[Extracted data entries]
+--

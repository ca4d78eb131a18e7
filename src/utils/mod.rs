/// Module containing environment variable helpers
pub mod config;
/// Module containing logging utilities
pub mod logger;
/// Module containing fuzzy name matching used for lookup suggestions
pub mod names;

pub use config::*;
pub use logger::*;
pub use names::*;
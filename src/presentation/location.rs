use crate::model::responses::SampleLocation;
use once_cell::sync::Lazy;
use regex::Regex;

static WELL_NAME: Lazy<Regex> = Lazy::new(|| {
    Regex::new(r"^([A-Za-z]+)(\d+)$").unwrap_or_else(|e| panic!("invalid well regex: {e}"))
});

/// Flattens a nested location into `(container type, label)` pairs, outermost first
///
/// Missing labels are returned as empty strings.
#[must_use]
pub fn parse_sample_location(location: &SampleLocation) -> Vec<(String, String)> {
    let mut levels = Vec::new();
    let mut current = Some(location);
    while let Some(level) = current {
        levels.push((
            level.location_type.clone(),
            level.display.clone().unwrap_or_default(),
        ));
        current = level.child.as_deref();
    }
    levels
}

/// Formats a location as `container/position`, e.g. `PLATE_12/A01`
///
/// Labels are joined with `/` from the outermost container down, up to and including
/// the first container of type `stop_at`. If no container has that type the whole
/// chain is used.
#[must_use]
pub fn sample_location_string(location: &SampleLocation, stop_at: &str) -> String {
    let mut labels = Vec::new();
    for (container, label) in parse_sample_location(location) {
        labels.push(label);
        if container == stop_at {
            break;
        }
    }
    labels.join("/")
}

/// Zero-pads the number of a well name to two digits: `A1` becomes `A01`
///
/// Names that are not letters followed by digits are returned unchanged.
#[must_use]
pub fn sanitize_well_name(name: &str) -> String {
    match WELL_NAME.captures(name) {
        Some(caps) => format!("{}{:0>2}", &caps[1], &caps[2]),
        None => name.to_string(),
    }
}
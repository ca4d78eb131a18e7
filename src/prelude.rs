/******************************************************************************
   Author: Joaquín Béjar García
   Email: jb@taunais.com
   Date: 12/10/26
******************************************************************************/

//! # ICE Client Prelude
//!
//! This module provides a convenient way to import the most commonly used types and traits
//! from the ICE Client library.
//!
//! ## Usage
//!
//! ```rust
//! use ice_client::prelude::*;
//!
//! let config = IceConfig::with_token("https://ice.example.org", "token", Some("icebot"));
//! assert!(!config.requires_login());
//! ```

// ============================================================================
// CORE CONFIGURATION AND SETUP
// ============================================================================

/// Client configuration
pub use crate::application::config::{ConfigKeys, Credentials, IceConfig};

/// Library version information
pub use crate::{VERSION, version};

// ============================================================================
// ERROR HANDLING
// ============================================================================

/// Main error type and result alias
pub use crate::error::{AppError, IceResult};

// ============================================================================
// CLIENT AND AUTHENTICATION
// ============================================================================

/// Session client
pub use crate::application::client::IceClient;

/// Authentication handler and session
pub use crate::application::auth::{Auth, Session};

// ============================================================================
// SERVICES (TRAITS)
// ============================================================================

/// Service traits implemented by the client
pub use crate::application::interfaces::{EntryService, FolderService, SampleService};

// ============================================================================
// TRANSPORT
// ============================================================================

/// Transport seam and its `reqwest` implementation
pub use crate::model::http::{
    FormField, HttpRequest, HttpResponse, IceTransport, ReqwestTransport, RequestBody,
};

// ============================================================================
// MODELS
// ============================================================================

/// Request models
pub use crate::model::requests::{Collection, EntryQuery, EntryType, FolderScope, NewEntry};

/// Response models
pub use crate::model::responses::{
    CustomField, Entry, EntryRecord, Folder, Sample, SampleLocation, SearchResults,
};

// ============================================================================
// PRESENTATION AND RECIPES
// ============================================================================

/// Pure formatting helpers
pub use crate::presentation::{
    LocationRow, locations_table, normalize_genbank, parse_sample_location,
    sample_location_string, sanitize_well_name,
};

/// Sample locations of entries looked up by name
pub use crate::model::utils::find_entries_locations;

// ============================================================================
// UTILITIES
// ============================================================================

/// Logging utilities
pub use crate::utils::logger::setup_logger;

/// Name suggestions
pub use crate::utils::names::did_you_mean;

// ============================================================================
// CONSTANTS
// ============================================================================

/// Global constants
pub use crate::constants::*;

// ============================================================================
// RE-EXPORTS FROM EXTERNAL CRATES
// ============================================================================

/// Re-export commonly used external types
pub use async_trait::async_trait;
pub use serde::{Deserialize, Serialize};
pub use serde_json::Value;
pub use tracing::{debug, error, info, warn};

/// Re-export reqwest types used in transports
pub use reqwest::{Method, StatusCode};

+--

*WHAT IS REQUIRED*.
Look through the lines above and collect those with the word "digits".

*PROBLEM SOLUTION*.
/// Zero-pads the number of a well name to two digits: `A1` becomes `A01`
/// Names that are not letters followed by digits are returned unchanged.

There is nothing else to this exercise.